The first question is answered and we have the daily statistics of temperature and humidity.
Plotting and other transformations for sharing will be performed in the Load
phase.
Time Above a Threshold Temperature
Compared the the first question, the second question is a little more tricky to calculate. Essentially, we’re looking for a type of integral over a threshold value. This kind of question would arise if we’re trying to figure out things like service time, mean time between failure (MTBF), or other metrics/KPIs that depend on a certain limits.

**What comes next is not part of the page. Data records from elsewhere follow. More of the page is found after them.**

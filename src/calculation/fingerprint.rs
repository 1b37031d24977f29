//! Fingerprint terminal log parsing and daily summaries.
//!
//! Terminals export CSV with the columns `EmployeeID`, `Timestamp`
//! (`YYYY-MM-DD HH:MM:SS`), `EventCode` and an optional `DeviceID`. Header
//! names are matched case-insensitively with spaces removed. Rows that
//! cannot be read are skipped and reported, never fatal.

use std::collections::BTreeMap;
use std::io::Read;

use chrono::{NaiveDate, NaiveDateTime};
use serde::{Deserialize, Serialize};
use tracing::warn;

use crate::error::{HrError, HrResult};

const TIMESTAMP_FORMAT: &str = "%Y-%m-%d %H:%M:%S";
const REQUIRED_HEADERS: [&str; 3] = ["employeeid", "timestamp", "eventcode"];

/// Terminal event codes.
#[derive(Debug, Clone, Copy, PartialEq, Eq, Hash, Serialize, Deserialize)]
#[serde(rename_all = "snake_case")]
pub enum FingerprintEventKind {
    /// Code 0.
    CheckIn,
    /// Code 1.
    CheckOut,
    /// Code 2, leaving for a break.
    BreakOut,
    /// Code 3, returning from a break.
    BreakIn,
}

impl FingerprintEventKind {
    /// Maps a terminal code.
    pub fn from_code(code: i64) -> Option<Self> {
        match code {
            0 => Some(Self::CheckIn),
            1 => Some(Self::CheckOut),
            2 => Some(Self::BreakOut),
            3 => Some(Self::BreakIn),
            _ => None,
        }
    }

    /// The terminal code.
    pub fn code(self) -> i64 {
        match self {
            Self::CheckIn => 0,
            Self::CheckOut => 1,
            Self::BreakOut => 2,
            Self::BreakIn => 3,
        }
    }
}

/// One parsed terminal event.
#[derive(Debug, Clone, PartialEq, Eq, Serialize, Deserialize)]
pub struct FingerprintEvent {
    /// The id enrolled on the terminal.
    pub device_user_id: String,
    /// When the event happened.
    pub timestamp: NaiveDateTime,
    /// Event kind.
    pub kind: FingerprintEventKind,
    /// Terminal id, when exported.
    pub device_id: Option<String>,
}

/// A row that was not imported.
#[derive(Debug, Clone, PartialEq, Eq, Serialize, Deserialize)]
pub struct SkippedRow {
    /// Line number in the file, header is line 1.
    pub line: u64,
    /// Why it was skipped.
    pub reason: String,
}

/// Result of parsing a terminal export.
#[derive(Debug, Clone, Default, PartialEq, Eq, Serialize, Deserialize)]
pub struct ParseOutcome {
    /// Events in file order.
    pub events: Vec<FingerprintEvent>,
    /// Rows that were skipped.
    pub skipped: Vec<SkippedRow>,
}

fn normalize_header(name: &str) -> String {
    name.trim_start_matches('\u{feff}')
        .chars()
        .filter(|c| !c.is_whitespace())
        .collect::<String>()
        .to_lowercase()
}

struct Columns {
    employee: usize,
    timestamp: usize,
    event_code: usize,
    device: Option<usize>,
}

fn parse_row(record: &csv::StringRecord, columns: &Columns) -> Result<FingerprintEvent, String> {
    let field = |col: usize| record.get(col).unwrap_or("").trim();
    let device_user_id = field(columns.employee);
    let timestamp = field(columns.timestamp);
    let code = field(columns.event_code);
    if device_user_id.is_empty() || timestamp.is_empty() || code.is_empty() {
        return Err("missing employee id, timestamp or event code".to_string());
    }
    let timestamp = NaiveDateTime::parse_from_str(timestamp, TIMESTAMP_FORMAT)
        .map_err(|e| format!("invalid timestamp '{}': {}", timestamp, e))?;
    let code: i64 = code
        .parse()
        .map_err(|_| format!("invalid event code '{}'", code))?;
    let kind = FingerprintEventKind::from_code(code)
        .ok_or_else(|| format!("unknown event code {}", code))?;
    let device_id = columns
        .device
        .map(field)
        .filter(|d| !d.is_empty())
        .map(str::to_string);
    Ok(FingerprintEvent {
        device_user_id: device_user_id.to_string(),
        timestamp,
        kind,
        device_id,
    })
}

/// Parses a terminal CSV export.
///
/// `source` names the input in errors and logs.
///
/// # Errors
///
/// [`HrError::CsvImport`] when the header cannot be read or a required
/// column is missing.
///
/// # Example
///
/// ```
/// use hr_engine::calculation::{FingerprintEventKind, parse_fingerprint_csv};
///
/// let data = "Employee ID,Timestamp,Event Code\n\
///             42,2025-03-03 08:58:00,0\n\
///             42,not a time,1\n";
/// let outcome = parse_fingerprint_csv(data.as_bytes(), "inline").unwrap();
/// assert_eq!(outcome.events.len(), 1);
/// assert_eq!(outcome.events[0].kind, FingerprintEventKind::CheckIn);
/// assert_eq!(outcome.skipped.len(), 1);
/// ```
pub fn parse_fingerprint_csv<R: Read>(reader: R, source: &str) -> HrResult<ParseOutcome> {
    let mut csv_reader = csv::ReaderBuilder::new()
        .flexible(true)
        .trim(csv::Trim::All)
        .from_reader(reader);

    let headers: Vec<String> = csv_reader
        .headers()
        .map_err(|e| HrError::CsvImport {
            path: source.to_string(),
            message: e.to_string(),
        })?
        .iter()
        .map(normalize_header)
        .collect();

    let missing: Vec<&str> = REQUIRED_HEADERS
        .iter()
        .copied()
        .filter(|h| !headers.iter().any(|found| found == h))
        .collect();
    if !missing.is_empty() {
        return Err(HrError::CsvImport {
            path: source.to_string(),
            message: format!(
                "missing required headers: {}. Found: {}",
                missing.join(", "),
                headers.join(", ")
            ),
        });
    }

    let column = |name: &str| headers.iter().position(|h| h == name);
    let (Some(employee), Some(timestamp), Some(event_code)) =
        (column("employeeid"), column("timestamp"), column("eventcode"))
    else {
        return Err(HrError::CsvImport {
            path: source.to_string(),
            message: "required headers could not be located".to_string(),
        });
    };
    let columns = Columns {
        employee,
        timestamp,
        event_code,
        device: column("deviceid"),
    };

    let mut outcome = ParseOutcome::default();
    for (index, record) in csv_reader.records().enumerate() {
        let fallback_line = index as u64 + 2;
        let parsed = match record {
            Ok(record) => {
                let line = record.position().map_or(fallback_line, |p| p.line());
                (line, parse_row(&record, &columns))
            }
            Err(e) => (
                e.position().map_or(fallback_line, |p| p.line()),
                Err(e.to_string()),
            ),
        };
        match parsed {
            (_, Ok(event)) => outcome.events.push(event),
            (line, Err(reason)) => {
                warn!(source = %source, line, reason = %reason, "Skipping fingerprint row");
                outcome.skipped.push(SkippedRow { line, reason });
            }
        }
    }
    Ok(outcome)
}

/// One employee's terminal activity on one day.
#[derive(Debug, Clone, PartialEq, Eq, Serialize, Deserialize)]
pub struct DailyEventSummary {
    /// The id enrolled on the terminal.
    pub device_user_id: String,
    /// Calendar day.
    pub date: NaiveDate,
    /// Earliest check-in.
    pub first_check_in: Option<NaiveDateTime>,
    /// Latest check-out.
    pub last_check_out: Option<NaiveDateTime>,
    /// Seconds between check-in (or return from break) and the next
    /// break-out or check-out.
    pub work_seconds: i64,
    /// Seconds between break-out and the next break-in.
    pub break_seconds: i64,
    /// Events seen that day.
    pub event_count: usize,
}

#[derive(Debug, Clone, Copy)]
enum Presence {
    Away,
    Working(NaiveDateTime),
    OnBreak(NaiveDateTime),
}

/// Groups events by employee and day and totals work and break time.
///
/// A return from break resumes work, so the interval up to the following
/// check-out counts as worked. A break still open at check-out is closed
/// as break time. Results are ordered by device user id, then date.
pub fn daily_event_summary(events: &[FingerprintEvent]) -> Vec<DailyEventSummary> {
    let mut grouped: BTreeMap<(String, NaiveDate), Vec<&FingerprintEvent>> = BTreeMap::new();
    for event in events {
        grouped
            .entry((event.device_user_id.clone(), event.timestamp.date()))
            .or_default()
            .push(event);
    }

    grouped
        .into_iter()
        .map(|((device_user_id, date), mut day)| {
            day.sort_by_key(|e| e.timestamp);
            let mut summary = DailyEventSummary {
                device_user_id,
                date,
                first_check_in: None,
                last_check_out: None,
                work_seconds: 0,
                break_seconds: 0,
                event_count: day.len(),
            };
            let mut presence = Presence::Away;
            for event in day {
                let t = event.timestamp;
                presence = match (event.kind, presence) {
                    (FingerprintEventKind::CheckIn, state) => {
                        if summary.first_check_in.is_none() {
                            summary.first_check_in = Some(t);
                        }
                        match state {
                            Presence::Working(since) => Presence::Working(since),
                            Presence::OnBreak(since) => {
                                summary.break_seconds += (t - since).num_seconds();
                                Presence::Working(t)
                            }
                            Presence::Away => Presence::Working(t),
                        }
                    }
                    (FingerprintEventKind::CheckOut, state) => {
                        match state {
                            Presence::Working(since) => {
                                summary.work_seconds += (t - since).num_seconds();
                            }
                            Presence::OnBreak(since) => {
                                summary.break_seconds += (t - since).num_seconds();
                            }
                            Presence::Away => {}
                        }
                        summary.last_check_out = Some(t);
                        Presence::Away
                    }
                    (FingerprintEventKind::BreakOut, state) => {
                        if let Presence::Working(since) = state {
                            summary.work_seconds += (t - since).num_seconds();
                        }
                        match state {
                            Presence::OnBreak(since) => Presence::OnBreak(since),
                            _ => Presence::OnBreak(t),
                        }
                    }
                    (FingerprintEventKind::BreakIn, state) => match state {
                        Presence::OnBreak(since) => {
                            summary.break_seconds += (t - since).num_seconds();
                            Presence::Working(t)
                        }
                        Presence::Working(since) => Presence::Working(since),
                        Presence::Away => Presence::Working(t),
                    },
                };
            }
            summary
        })
        .collect()
}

Let’s get ahead of ourselves a bit and plot the data to have a visual understanding of what we want:
ax = df.set_index("date_time")["temperature"].plot.line(figsize=(10, 4))
ax.axhline(df["temperature"].mean(), c="C1", ls="--");
As seen in the above plot, we want the sum of the time of the data above the dashed line (mean temperature). An easy approach would be to segment our data around a condition (i.e., “is above mean temperature”, True or False) and sum the time deltas of the segmented data points (think Riemann sum). The accuracy of this approach would be limited by the temporal resolution of our data.
df_time_temp_threshold = (
df
# get the time delta each recording represents
# and replace (`fillna`) not-a-time (NaT) values with 0
.pipe(
lambda x: x.assign(
time_delta=x["date_time"].diff().fillna(pd.Timedelta(seconds=0))
)
)
# convert time to numeric (i.e., hours)
.pipe(lambda x: x.assign(time_delta=x["time_delta"].dt.total_seconds() / (60 * 60)))
# flag the values that are above the threshold
.pipe(lambda x: x.assign(is_above=x["temperature"] > x["temperature"].mean()))
# drop unneeded columns
.drop(["temperature", "humidity"], axis="columns")
# pivot around threshold flag and sum time
.groupby("is_above").sum()
# create percentage column
.pipe(lambda x: x.assign(percent=x["time_delta"] / x["time_delta"].sum() * 100))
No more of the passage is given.